⟨

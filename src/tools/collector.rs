//! `collectTestData`: gather payloads from several sources and aggregate
//! them. Each source fails on its own; the rest are still processed.

use async_trait::async_trait;
use schemars::JsonSchema;
use serde::{Deserialize, Serialize};
use serde_json::{Map, Value};
use std::path::{Path, PathBuf};

use super::Tool;
use crate::types::{Error, Result};

// =============================================================================
// Wire types
// =============================================================================

#[derive(Debug, Clone, Copy, PartialEq, Eq, Serialize, Deserialize, JsonSchema)]
#[serde(rename_all = "snake_case")]
pub enum FileFormat {
    Json,
    Text,
}

/// One place to collect from. Sources arrive as raw JSON and are decoded
/// one at a time so a malformed entry only fails itself.
#[derive(Debug, Clone, Deserialize, JsonSchema)]
#[serde(tag = "type", rename_all = "snake_case")]
pub enum DataSource {
    File {
        path: PathBuf,
        format: FileFormat,
        #[serde(default)]
        id: Option<String>,
    },
    #[serde(rename_all = "camelCase")]
    McpToolOutput {
        tool_name: String,
        execution_id: String,
        #[serde(default)]
        id: Option<String>,
    },
}

impl DataSource {
    fn source_id(&self) -> String {
        match self {
            DataSource::File { id: Some(id), .. } | DataSource::McpToolOutput { id: Some(id), .. } => {
                id.clone()
            }
            DataSource::File { path, .. } => path.display().to_string(),
            DataSource::McpToolOutput { tool_name, .. } => format!("mcp_tool_output:{}", tool_name),
        }
    }
}

#[derive(Debug, Clone, Copy, PartialEq, Eq, Default, Serialize, Deserialize, JsonSchema)]
#[serde(rename_all = "snake_case")]
pub enum AggregationStrategy {
    Merge,
    #[default]
    List,
    /// Behaves like `list` for now.
    SummaryOnly,
}

#[derive(Debug, Clone, Copy, PartialEq, Eq, Serialize, Deserialize, JsonSchema)]
#[serde(rename_all = "snake_case")]
pub enum OutputFormat {
    JsonArray,
    SingleJsonObject,
}

#[derive(Debug, Clone, Deserialize, JsonSchema)]
#[serde(rename_all = "camelCase")]
pub struct CollectTestDataInput {
    /// `{type: "file", path, format, id?}` or
    /// `{type: "mcp_tool_output", toolName, executionId, id?}`.
    pub sources: Vec<Value>,
    #[serde(default)]
    pub aggregation_strategy: AggregationStrategy,
    #[serde(default)]
    pub output_format: Option<OutputFormat>,
}

#[derive(Debug, Clone, Copy, PartialEq, Eq, Serialize, Deserialize, JsonSchema)]
#[serde(rename_all = "snake_case")]
pub enum CollectionStatus {
    Success,
    PartialSuccess,
    Failure,
}

#[derive(Debug, Clone, PartialEq, Serialize, Deserialize, JsonSchema)]
#[serde(rename_all = "camelCase")]
pub struct CollectionError {
    #[serde(skip_serializing_if = "Option::is_none")]
    pub source_id: Option<String>,
    pub message: String,
    #[serde(skip_serializing_if = "Option::is_none")]
    pub details: Option<Value>,
}

#[derive(Debug, Clone, Default, PartialEq, Serialize, Deserialize, JsonSchema)]
#[serde(rename_all = "camelCase")]
pub struct CollectionMetadata {
    pub total_sources: usize,
    pub processed_sources: usize,
    pub failed_sources: usize,
    pub errors: Vec<CollectionError>,
}

#[derive(Debug, Clone, Serialize, Deserialize, JsonSchema)]
#[serde(rename_all = "camelCase")]
pub struct CollectTestDataOutput {
    pub status: CollectionStatus,
    pub data: Value,
    pub metadata: CollectionMetadata,
    #[serde(skip_serializing_if = "Option::is_none")]
    pub message: Option<String>,
}

// =============================================================================
// Collection
// =============================================================================

struct Collected {
    source_id: String,
    data: Value,
}

#[derive(Debug, Default)]
pub struct DataCollector;

impl DataCollector {
    pub fn new() -> Self {
        Self
    }

    async fn collect(&self, index: usize, raw: Value) -> std::result::Result<Collected, CollectionError> {
        let fallback_id = raw
            .get("id")
            .and_then(Value::as_str)
            .map(str::to_string)
            .unwrap_or_else(|| format!("source_{}", index));

        let source: DataSource = serde_json::from_value(raw).map_err(|e| CollectionError {
            source_id: Some(fallback_id.clone()),
            message: format!("Source '{}' is malformed: {}", fallback_id, e),
            details: None,
        })?;
        let source_id = source.source_id();

        let data = match &source {
            DataSource::File { path, format, .. } => {
                read_source_file(path, *format).await.map_err(|e| CollectionError {
                    source_id: Some(source_id.clone()),
                    message: format!("Source '{}' failed: {}", source_id, e),
                    details: Some(Value::String(path.display().to_string())),
                })?
            }
            DataSource::McpToolOutput {
                tool_name,
                execution_id,
                ..
            } => {
                tracing::warn!(
                    "collecting output of {} execution {} is not implemented",
                    tool_name,
                    execution_id
                );
                return Err(CollectionError {
                    source_id: Some(source_id.clone()),
                    message: format!(
                        "Source '{}' failed: collecting tool output ({}) is not implemented yet",
                        source_id, tool_name
                    ),
                    details: Some(serde_json::json!({ "executionId": execution_id })),
                });
            }
        };
        Ok(Collected { source_id, data })
    }
}

async fn read_source_file(path: &Path, format: FileFormat) -> Result<Value> {
    let content = tokio::fs::read_to_string(path).await.map_err(|e| {
        Error::validation(format!("cannot read {}: {}", path.display(), e))
    })?;
    match format {
        FileFormat::Json => Ok(serde_json::from_str(&content)?),
        FileFormat::Text => Ok(Value::String(content)),
    }
}

/// Combine collected payloads under `strategy`, then coerce to `format`.
fn aggregate(items: Vec<Collected>, strategy: AggregationStrategy, format: OutputFormat) -> Value {
    match strategy {
        AggregationStrategy::Merge => {
            let mut merged = Map::new();
            for item in items {
                match item.data {
                    Value::Object(map) => merged.extend(map),
                    other => {
                        tracing::warn!(
                            "data from '{}' is not an object, stored under its source id",
                            item.source_id
                        );
                        merged.insert(item.source_id, other);
                    }
                }
            }
            match format {
                OutputFormat::SingleJsonObject => Value::Object(merged),
                OutputFormat::JsonArray => Value::Array(vec![Value::Object(merged)]),
            }
        }
        AggregationStrategy::List | AggregationStrategy::SummaryOnly => {
            if strategy == AggregationStrategy::SummaryOnly {
                tracing::warn!("aggregation strategy 'summary_only' behaves like 'list'");
            }
            match format {
                OutputFormat::JsonArray => Value::Array(items.into_iter().map(|i| i.data).collect()),
                OutputFormat::SingleJsonObject => Value::Object(
                    items.into_iter().map(|i| (i.source_id, i.data)).collect(),
                ),
            }
        }
    }
}

fn status_for(metadata: &CollectionMetadata) -> CollectionStatus {
    if metadata.failed_sources == 0 && metadata.processed_sources == metadata.total_sources {
        CollectionStatus::Success
    } else if metadata.processed_sources > 0 {
        CollectionStatus::PartialSuccess
    } else {
        CollectionStatus::Failure
    }
}

#[async_trait]
impl Tool for DataCollector {
    type Input = CollectTestDataInput;
    type Output = CollectTestDataOutput;

    const NAME: &'static str = "collectTestData";
    const DESCRIPTION: &'static str =
        "Collects test data from files or earlier tool outputs and aggregates it.";

    async fn run(&self, input: Self::Input) -> Result<Self::Output> {
        let strategy = input.aggregation_strategy;
        tracing::info!(
            "collectTestData sources={} strategy={:?}",
            input.sources.len(),
            strategy
        );

        let mut metadata = CollectionMetadata {
            total_sources: input.sources.len(),
            ..CollectionMetadata::default()
        };
        let mut collected = Vec::new();
        for (index, raw) in input.sources.into_iter().enumerate() {
            match self.collect(index, raw).await {
                Ok(item) => {
                    metadata.processed_sources += 1;
                    collected.push(item);
                }
                Err(error) => {
                    tracing::error!("{}", error.message);
                    metadata.failed_sources += 1;
                    metadata.errors.push(error);
                }
            }
        }

        let format = input.output_format.unwrap_or(match strategy {
            AggregationStrategy::Merge => OutputFormat::SingleJsonObject,
            _ => OutputFormat::JsonArray,
        });
        let data = aggregate(collected, strategy, format);

        let status = status_for(&metadata);
        let message = match status {
            CollectionStatus::Success => "All data collected and aggregated.",
            CollectionStatus::PartialSuccess => "Data partially collected. See metadata for errors.",
            CollectionStatus::Failure => "Data collection failed. See metadata.",
        };
        Ok(CollectTestDataOutput {
            status,
            data,
            metadata,
            message: Some(message.to_string()),
        })
    }
}

#[cfg(test)]
mod tests {
    use super::*;
    use pretty_assertions::assert_eq;
    use serde_json::json;

    fn input(sources: Vec<Value>, strategy: AggregationStrategy) -> CollectTestDataInput {
        CollectTestDataInput {
            sources,
            aggregation_strategy: strategy,
            output_format: None,
        }
    }

    #[tokio::test]
    async fn test_all_sources_succeed() {
        let dir = tempfile::tempdir().unwrap();
        let a = dir.path().join("a.json");
        let b = dir.path().join("b.txt");
        std::fs::write(&a, r#"{"passed": 3}"#).unwrap();
        std::fs::write(&b, "plain log").unwrap();

        let output = DataCollector::new()
            .run(input(
                vec![
                    json!({"type": "file", "path": a, "format": "json"}),
                    json!({"type": "file", "path": b, "format": "text", "id": "log"}),
                ],
                AggregationStrategy::List,
            ))
            .await
            .unwrap();
        assert_eq!(output.status, CollectionStatus::Success);
        assert_eq!(output.metadata.failed_sources, 0);
        assert_eq!(output.data, json!([{"passed": 3}, "plain log"]));
    }

    #[tokio::test]
    async fn test_failures_are_isolated() {
        let dir = tempfile::tempdir().unwrap();
        let good = dir.path().join("good.json");
        std::fs::write(&good, r#"{"ok": true}"#).unwrap();

        let output = DataCollector::new()
            .run(input(
                vec![
                    json!({"type": "file", "path": good, "format": "json"}),
                    json!({"type": "file", "path": dir.path().join("missing.json"), "format": "json"}),
                    json!({"type": "mcp_tool_output", "toolName": "executeTestSuite", "executionId": "exec-1"}),
                    json!({"type": "carrier_pigeon", "id": "bird"}),
                ],
                AggregationStrategy::List,
            ))
            .await
            .unwrap();
        let meta = &output.metadata;
        assert_eq!(output.status, CollectionStatus::PartialSuccess);
        assert_eq!(meta.processed_sources + meta.failed_sources, meta.total_sources);
        assert_eq!(meta.failed_sources, 3);
        assert_eq!(meta.errors[1].source_id.as_deref(), Some("mcp_tool_output:executeTestSuite"));
        assert_eq!(meta.errors[2].source_id.as_deref(), Some("bird"));
    }

    #[tokio::test]
    async fn test_no_successful_source_is_failure() {
        let output = DataCollector::new()
            .run(input(vec![json!({"type": "file"})], AggregationStrategy::Merge))
            .await
            .unwrap();
        assert_eq!(output.status, CollectionStatus::Failure);
        assert_eq!(output.data, json!({}));
    }

    #[test]
    fn test_merge_keys_non_objects_by_source() {
        let items = vec![
            Collected { source_id: "a".into(), data: json!({"x": 1, "y": 1}) },
            Collected { source_id: "b".into(), data: json!({"y": 2}) },
            Collected { source_id: "c".into(), data: json!([1, 2]) },
        ];
        let merged = aggregate(items, AggregationStrategy::Merge, OutputFormat::SingleJsonObject);
        assert_eq!(merged, json!({"x": 1, "y": 2, "c": [1, 2]}));
    }

    #[test]
    fn test_output_format_coercion() {
        let items = || {
            vec![
                Collected { source_id: "a".into(), data: json!(1) },
                Collected { source_id: "b".into(), data: json!(2) },
            ]
        };
        assert_eq!(
            aggregate(items(), AggregationStrategy::List, OutputFormat::SingleJsonObject),
            json!({"a": 1, "b": 2})
        );
        assert_eq!(
            aggregate(items(), AggregationStrategy::Merge, OutputFormat::JsonArray),
            json!([{"a": 1, "b": 2}])
        );
        assert_eq!(
            aggregate(items(), AggregationStrategy::SummaryOnly, OutputFormat::JsonArray),
            json!([1, 2])
        );
    }

    #[tokio::test]
    async fn test_empty_sources_succeed() {
        let output = DataCollector::new()
            .run(input(vec![], AggregationStrategy::List))
            .await
            .unwrap();
        assert_eq!(output.status, CollectionStatus::Success);
        assert_eq!(output.data, json!([]));
    }
}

⟩

**What is being asked**:
Copy each line of the preceding data that contains the string "Result".

**Solution below**:
use crate::types::{Error, Result};
    async fn collect(&self, index: usize, raw: Value) -> std::result::Result<Collected, CollectionError> {
async fn read_source_file(path: &Path, format: FileFormat) -> Result<Value> {
    async fn run(&self, input: Self::Input) -> Result<Self::Output> {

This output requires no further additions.